In this exercise, the data must be written out exactly.

===============

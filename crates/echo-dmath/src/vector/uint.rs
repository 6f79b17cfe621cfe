// SPDX-License-Identifier: Apache-2.0
// © James Ross Ω FLYING•ROBOTS <https://github.com/flyingrobots>
//! Unsigned integer vectors.
//!
//! Besides ordinary wrapping arithmetic these carry the raw encodings of
//! scalar vectors ([`crate::Vec3::to_bits`]) and the wide hash lanes.

use core::ops::{BitAnd, BitOr, BitXor, Not, Shl, Shr};

use bytemuck::{Pod, Zeroable};

use super::{impl_lane_op, impl_vector_core, impl_vector_ordered};
use super::{Vec2, Vec3, Vec4};

/// Two `u32` components.
#[cfg_attr(feature = "serde", derive(serde::Serialize, serde::Deserialize))]
#[derive(Debug, Copy, Clone, Default, PartialEq, Eq, Hash, Pod, Zeroable)]
#[repr(C)]
pub struct UVec2 {
    /// X component.
    pub x: u32,
    /// Y component.
    pub y: u32,
}

/// Three `u32` components.
#[cfg_attr(feature = "serde", derive(serde::Serialize, serde::Deserialize))]
#[derive(Debug, Copy, Clone, Default, PartialEq, Eq, Hash, Pod, Zeroable)]
#[repr(C)]
pub struct UVec3 {
    /// X component.
    pub x: u32,
    /// Y component.
    pub y: u32,
    /// Z component.
    pub z: u32,
}

/// Four `u32` components.
#[cfg_attr(feature = "serde", derive(serde::Serialize, serde::Deserialize))]
#[derive(Debug, Copy, Clone, Default, PartialEq, Eq, Hash, Pod, Zeroable)]
#[repr(C)]
pub struct UVec4 {
    /// X component.
    pub x: u32,
    /// Y component.
    pub y: u32,
    /// Z component.
    pub z: u32,
    /// W component.
    pub w: u32,
}

macro_rules! impl_uint_vector {
    ($name:ident, $mask:ident, $float:ident, $len:literal; $($field:ident: $idx:literal),+) => {
        impl_vector_core!($name, $mask, u32, $len; $($field: $idx),+);
        impl_vector_ordered!($name, $mask, u32; $($field),+);
        impl_lane_op!($name, u32, Add, add, AddAssign, add_assign, u32::wrapping_add; $($field),+);
        impl_lane_op!($name, u32, Sub, sub, SubAssign, sub_assign, u32::wrapping_sub; $($field),+);
        impl_lane_op!($name, u32, Mul, mul, MulAssign, mul_assign, u32::wrapping_mul; $($field),+);
        impl_lane_op!($name, u32, Div, div, DivAssign, div_assign, u32::wrapping_div; $($field),+);
        impl_lane_op!($name, u32, Rem, rem, RemAssign, rem_assign, u32::wrapping_rem; $($field),+);
        impl_lane_op!($name, u32, BitAnd, bitand, BitAndAssign, bitand_assign, <u32 as BitAnd>::bitand; $($field),+);
        impl_lane_op!($name, u32, BitOr, bitor, BitOrAssign, bitor_assign, <u32 as BitOr>::bitor; $($field),+);
        impl_lane_op!($name, u32, BitXor, bitxor, BitXorAssign, bitxor_assign, <u32 as BitXor>::bitxor; $($field),+);

        impl $name {
            /// All components `0`.
            pub const ZERO: Self = Self::splat(0);
            /// All components `1`.
            pub const ONE: Self = Self::splat(1);
            /// All components `u32::MAX`.
            pub const MAX: Self = Self::splat(u32::MAX);

            /// Wrapping sum of the components.
            #[inline]
            pub fn element_sum(self) -> u32 {
                self.to_array().into_iter().fold(0, u32::wrapping_add)
            }

            /// Wrapping dot product.
            #[inline]
            pub fn dot(self, rhs: Self) -> u32 {
                (self * rhs).element_sum()
            }

            /// Reinterprets each lane as a scalar encoding (bit pun).
            #[inline]
            pub fn as_dfloat(self) -> $float {
                $float::from_bits(self)
            }
        }

        impl Not for $name {
            type Output = Self;
            #[inline]
            fn not(self) -> Self {
                self.map(|lane| !lane)
            }
        }

        impl Shl<u32> for $name {
            type Output = Self;
            /// Shift amounts are taken modulo 32.
            #[inline]
            fn shl(self, rhs: u32) -> Self {
                self.map(|lane| lane.wrapping_shl(rhs))
            }
        }

        impl Shr<u32> for $name {
            type Output = Self;
            /// Logical shift; amounts are taken modulo 32.
            #[inline]
            fn shr(self, rhs: u32) -> Self {
                self.map(|lane| lane.wrapping_shr(rhs))
            }
        }
    };
}

impl_uint_vector!(UVec2, BVec2, Vec2, 2; x: 0, y: 1);
impl_uint_vector!(UVec3, BVec3, Vec3, 3; x: 0, y: 1, z: 2);
impl_uint_vector!(UVec4, BVec4, Vec4, 4; x: 0, y: 1, z: 2, w: 3);

impl UVec3 {
    /// Widens with `w`.
    #[inline]
    pub const fn extend(self, w: u32) -> UVec4 {
        UVec4::new(self.x, self.y, self.z, w)
    }
}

===============

--- Response to the exercise ---
filename crates/echo-dmath/src/vector/uint.rs
repository 6f79b17cfe621cfe
// SPDX-License-Identifier: Apache-2.0
// © James Ross Ω FLYING•ROBOTS <https://github.com/flyingrobots>
//! Unsigned integer vectors.
//!
//! Besides ordinary wrapping arithmetic these carry the raw encodings of
//! scalar vectors ([`crate::Vec3::to_bits`]) and the wide hash lanes.

use core::ops::{BitAnd, BitOr, BitXor, Not, Shl, Shr};

use bytemuck::{Pod, Zeroable};

use super::{impl_lane_op, impl_vector_core, impl_vector_ordered};
use super::{Vec2, Vec3, Vec4};

/// Two `u32` components.
#[cfg_attr(feature = "serde", derive(serde::Serialize, serde::Deserialize))]
#[derive(Debug, Copy, Clone, Default, PartialEq, Eq, Hash, Pod, Zeroable)]
#[repr(C)]
pub struct UVec2 {
    /// X component.
    pub x: u32,
    /// Y component.
    pub y: u32,
}

/// Three `u32` components.
#[cfg_attr(feature = "serde", derive(serde::Serialize, serde::Deserialize))]
#[derive(Debug, Copy, Clone, Default, PartialEq, Eq, Hash, Pod, Zeroable)]
#[repr(C)]
pub struct UVec3 {
    /// X component.
    pub x: u32,
    /// Y component.
    pub y: u32,
    /// Z component.
    pub z: u32,
}

/// Four `u32` components.
#[cfg_attr(feature = "serde", derive(serde::Serialize, serde::Deserialize))]
#[derive(Debug, Copy, Clone, Default, PartialEq, Eq, Hash, Pod, Zeroable)]
#[repr(C)]
pub struct UVec4 {
    /// X component.
    pub x: u32,
    /// Y component.
    pub y: u32,
    /// Z component.
    pub z: u32,
    /// W component.
    pub w: u32,
}

macro_rules! impl_uint_vector {
    ($name:ident, $mask:ident, $float:ident, $len:literal; $($field:ident: $idx:literal),+) => {
        impl_vector_core!($name, $mask, u32, $len; $($field: $idx),+);
        impl_vector_ordered!($name, $mask, u32; $($field),+);
        impl_lane_op!($name, u32, Add, add, AddAssign, add_assign, u32::wrapping_add; $($field),+);
        impl_lane_op!($name, u32, Sub, sub, SubAssign, sub_assign, u32::wrapping_sub; $($field),+);
        impl_lane_op!($name, u32, Mul, mul, MulAssign, mul_assign, u32::wrapping_mul; $($field),+);
        impl_lane_op!($name, u32, Div, div, DivAssign, div_assign, u32::wrapping_div; $($field),+);
        impl_lane_op!($name, u32, Rem, rem, RemAssign, rem_assign, u32::wrapping_rem; $($field),+);
        impl_lane_op!($name, u32, BitAnd, bitand, BitAndAssign, bitand_assign, <u32 as BitAnd>::bitand; $($field),+);
        impl_lane_op!($name, u32, BitOr, bitor, BitOrAssign, bitor_assign, <u32 as BitOr>::bitor; $($field),+);
        impl_lane_op!($name, u32, BitXor, bitxor, BitXorAssign, bitxor_assign, <u32 as BitXor>::bitxor; $($field),+);

        impl $name {
            /// All components `0`.
            pub const ZERO: Self = Self::splat(0);
            /// All components `1`.
            pub const ONE: Self = Self::splat(1);
            /// All components `u32::MAX`.
            pub const MAX: Self = Self::splat(u32::MAX);

            /// Wrapping sum of the components.
            #[inline]
            pub fn element_sum(self) -> u32 {
                self.to_array().into_iter().fold(0, u32::wrapping_add)
            }

            /// Wrapping dot product.
            #[inline]
            pub fn dot(self, rhs: Self) -> u32 {
                (self * rhs).element_sum()
            }

            /// Reinterprets each lane as a scalar encoding (bit pun).
            #[inline]
            pub fn as_dfloat(self) -> $float {
                $float::from_bits(self)
            }
        }

        impl Not for $name {
            type Output = Self;
            #[inline]
            fn not(self) -> Self {
                self.map(|lane| !lane)
            }
        }

        impl Shl<u32> for $name {
            type Output = Self;
            /// Shift amounts are taken modulo 32.
            #[inline]
            fn shl(self, rhs: u32) -> Self {
                self.map(|lane| lane.wrapping_shl(rhs))
            }
        }

        impl Shr<u32> for $name {
            type Output = Self;
            /// Logical shift; amounts are taken modulo 32.
            #[inline]
            fn shr(self, rhs: u32) -> Self {
                self.map(|lane| lane.wrapping_shr(rhs))
            }
        }
    };
}

impl_uint_vector!(UVec2, BVec2, Vec2, 2; x: 0, y: 1);
impl_uint_vector!(UVec3, BVec3, Vec3, 3; x: 0, y: 1, z: 2);
impl_uint_vector!(UVec4, BVec4, Vec4, 4; x: 0, y: 1, z: 2, w: 3);

impl UVec3 {
    /// Widens with `w`.
    #[inline]
    pub const fn extend(self, w: u32) -> UVec4 {
        UVec4::new(self.x, self.y, self.z, w)
    }
}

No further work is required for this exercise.